Some froze; some submitted and obeyed; some colluded; some fled; some stayed close to the abuser to protect themselves; some acted out their own violent impulses as a result of their violent upbringing. Most of the society, blindly and beneath individual or communal consciousness, participated in the “march” toward Hitler’s Germany without even realizing they were doing so. Without even realizing it was happening.

Hitler’s ability to foment fear and anger and direct it toward others drew its power not just from the then-current social, political, and economic conditions in Germany, but more accurately, more deeply, more truly from the mental, emotional, and physical conditions in people’s childhoods, in their homes and families.

The havoc that was wreaked on our world was beyond words. It was not Hitler alone that caused the devastation. It was the society – Hitler and the German citizens and the government and citizens before them, and before that, and before that. It was a reflection of the monstrous abuses of children that occurred in individual homes from generation to generation. Abuses that were either kept blocked from awareness, secret, or hidden from view, or were normalized personally and culturally as a justification, finally coming into public view in Nazi Germany – as an out-picturing of what people had gone through as children and lived with inside themselves still. The holocaust discovered in Hitler’s Germany was horrifyingly and tragically real in itself, but it also gave the world a view into the alarming, frightening, heart-breaking holocaust the children experienced in their childhood homes … the children, including Hitler himself.

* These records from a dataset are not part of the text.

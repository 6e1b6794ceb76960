// Regulus Report - Benchmark log reporting pipeline
//
// Copyright (c) 2025 Regulus contributors.
//
// SPDX-License-Identifier: Apache-2.0
//
// Licensed under the Apache License, Version 2.0 (the "License");
// you may not use this file except in compliance with the License.
// You may obtain a copy of the License in the LICENSE file at the
// root of this repository or at: http://www.apache.org/licenses/LICENSE-2.0
//
// Unless required by applicable law or agreed to in writing, software
// distributed under the License is distributed on an "AS IS" BASIS,
// WITHOUT WARRANTIES OR CONDITIONS OF ANY KIND, either express or implied.
// See the License for the specific language governing permissions and
// limitations under the License.

//! Versioned schemas for aggregate Regulus reports.
//!
//! Three generations exist:
//!
//! - **1.0**: generation info, per-file results and a per-benchmark summary
//! - **1.1**: adds benchmark field definitions and processing metadata
//! - **2.0**: adds schema info, per-result processing status, success rates
//!   and a validation report
//!
//! # Example
//!
//! ```rust
//! use regulus_schema::{SchemaCatalog, SchemaManager, ValidationReport};
//! use serde_json::json;
//!
//! let manager = SchemaManager::default();
//! let report = json!({"results": []});
//!
//! let outcome = manager.validate(&report, "2.0");
//! let validation = ValidationReport::from_outcome(&outcome);
//! assert!(!validation.schema_validation);
//! assert!(!validation.validation_errors.is_empty());
//!
//! let upgraded = manager.upgrade(&json!({"results": []}), "1.0", "1.1")?;
//! assert_eq!(upgraded["schema_version"], "1.1");
//! # Ok::<(), regulus_schema::SchemaError>(())
//! ```

pub mod definitions;
pub mod dynamic;
mod error;
pub mod manager;
pub mod migrations;
pub mod validator;
mod version;

pub use definitions::{builtin_benchmark_definitions, schema_document, JSON_SCHEMA_DIALECT};
pub use dynamic::DynamicSchemaManager;
pub use error::{Result, SchemaError};
pub use manager::{SchemaCatalog, SchemaManager};
pub use migrations::{detect_version, upgrade};
pub use validator::{validate_document, ValidationReport};
pub use version::{SchemaInfo, SchemaVersion};
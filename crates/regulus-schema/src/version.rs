// Regulus Report - Benchmark log reporting pipeline
//
// Copyright (c) 2025 Regulus contributors.
//
// SPDX-License-Identifier: Apache-2.0
//
// Licensed under the Apache License, Version 2.0 (the "License");
// you may not use this file except in compliance with the License.
// You may obtain a copy of the License in the LICENSE file at the
// root of this repository or at: http://www.apache.org/licenses/LICENSE-2.0
//
// Unless required by applicable law or agreed to in writing, software
// distributed under the License is distributed on an "AS IS" BASIS,
// WITHOUT WARRANTIES OR CONDITIONS OF ANY KIND, either express or implied.
// See the License for the specific language governing permissions and
// limitations under the License.

//! Built-in schema generations.

use crate::error::SchemaError;
use serde::{Deserialize, Serialize};
use std::fmt;
use std::str::FromStr;

/// A built-in schema generation. Ordering follows release order.
#[derive(Debug, Clone, Copy, PartialEq, Eq, Hash, PartialOrd, Ord, Serialize, Deserialize)]
pub enum SchemaVersion {
    /// Baseline report structure
    #[serde(rename = "1.0")]
    V1_0,
    /// Adds benchmark definitions and processing metadata
    #[serde(rename = "1.1")]
    V1_1,
    /// Adds schema info, validation report and per-benchmark success rates
    #[serde(rename = "2.0")]
    V2_0,
}

impl SchemaVersion {
    /// Every generation, oldest first.
    pub const ALL: [SchemaVersion; 3] = [Self::V1_0, Self::V1_1, Self::V2_0];

    pub fn latest() -> Self {
        Self::V2_0
    }

    pub fn as_str(self) -> &'static str {
        match self {
            Self::V1_0 => "1.0",
            Self::V1_1 => "1.1",
            Self::V2_0 => "2.0",
        }
    }

    pub fn info(self) -> SchemaInfo {
        let (description, last_modified) = match self {
            Self::V1_0 => (
                "Initial build report schema with basic result structure",
                "2025-01-01",
            ),
            Self::V1_1 => (
                "Enhanced schema with benchmark-specific fields and metadata",
                "2025-01-15",
            ),
            Self::V2_0 => (
                "Advanced schema with extensible benchmark definitions and validation",
                "2025-01-20",
            ),
        };
        SchemaInfo {
            version: self.as_str().to_string(),
            description: description.to_string(),
            created_date: Some("2025-01-01".to_string()),
            last_modified: Some(last_modified.to_string()),
        }
    }
}

impl Default for SchemaVersion {
    fn default() -> Self {
        Self::latest()
    }
}

impl fmt::Display for SchemaVersion {
    fn fmt(&self, f: &mut fmt::Formatter<'_>) -> fmt::Result {
        f.write_str(self.as_str())
    }
}

impl FromStr for SchemaVersion {
    type Err = SchemaError;

    fn from_str(s: &str) -> Result<Self, Self::Err> {
        let trimmed = s.trim().trim_start_matches(['v', 'V']);
        Self::ALL
            .into_iter()
            .find(|v| v.as_str() == trimmed)
            .ok_or_else(|| SchemaError::UnknownVersion(s.to_string()))
    }
}

/// Descriptive header for a schema version.
#[derive(Debug, Clone, PartialEq, Eq, Serialize, Deserialize)]
pub struct SchemaInfo {
    pub version: String,
    pub description: String,
    #[serde(default, skip_serializing_if = "Option::is_none")]
    pub created_date: Option<String>,
    #[serde(default, skip_serializing_if = "Option::is_none")]
    pub last_modified: Option<String>,
}

#[cfg(test)]
mod tests {
    use super::*;

    #[test]
    fn test_parse_versions() {
        assert_eq!("2.0".parse::<SchemaVersion>().unwrap(), SchemaVersion::V2_0);
        assert_eq!("v1.1".parse::<SchemaVersion>().unwrap(), SchemaVersion::V1_1);
        assert!(matches!(
            "3.0".parse::<SchemaVersion>(),
            Err(SchemaError::UnknownVersion(_))
        ));
    }

    #[test]
    fn test_versions_are_ordered() {
        assert!(SchemaVersion::V1_0 < SchemaVersion::V1_1);
        assert!(SchemaVersion::V1_1 < SchemaVersion::V2_0);
        assert_eq!(SchemaVersion::default(), SchemaVersion::V2_0);
    }

    #[test]
    fn test_info_serializes_dates() {
        let info = serde_json::to_value(SchemaVersion::V1_1.info()).unwrap();
        assert_eq!(info["version"], "1.1");
        assert_eq!(info["last_modified"], "2025-01-15");
    }
}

As many destructive events play out in our world – and as the world watches the unfolding of the presidential election here in the United States – it seems that we’re headed the same way.

For years I’ve been watching as the wounded children in our country and our world have grown up to out-picture the pain and suffering they went through as children. I’ve helped individuals and couples become aware of the anguish they’ve caused those they insist they love, in ways similar to how their own parents caused them pain when they were little. I’ve connected the dots again and again between the individual wounds and the communal/global wounds – evident at the time and continuing to come down the pike.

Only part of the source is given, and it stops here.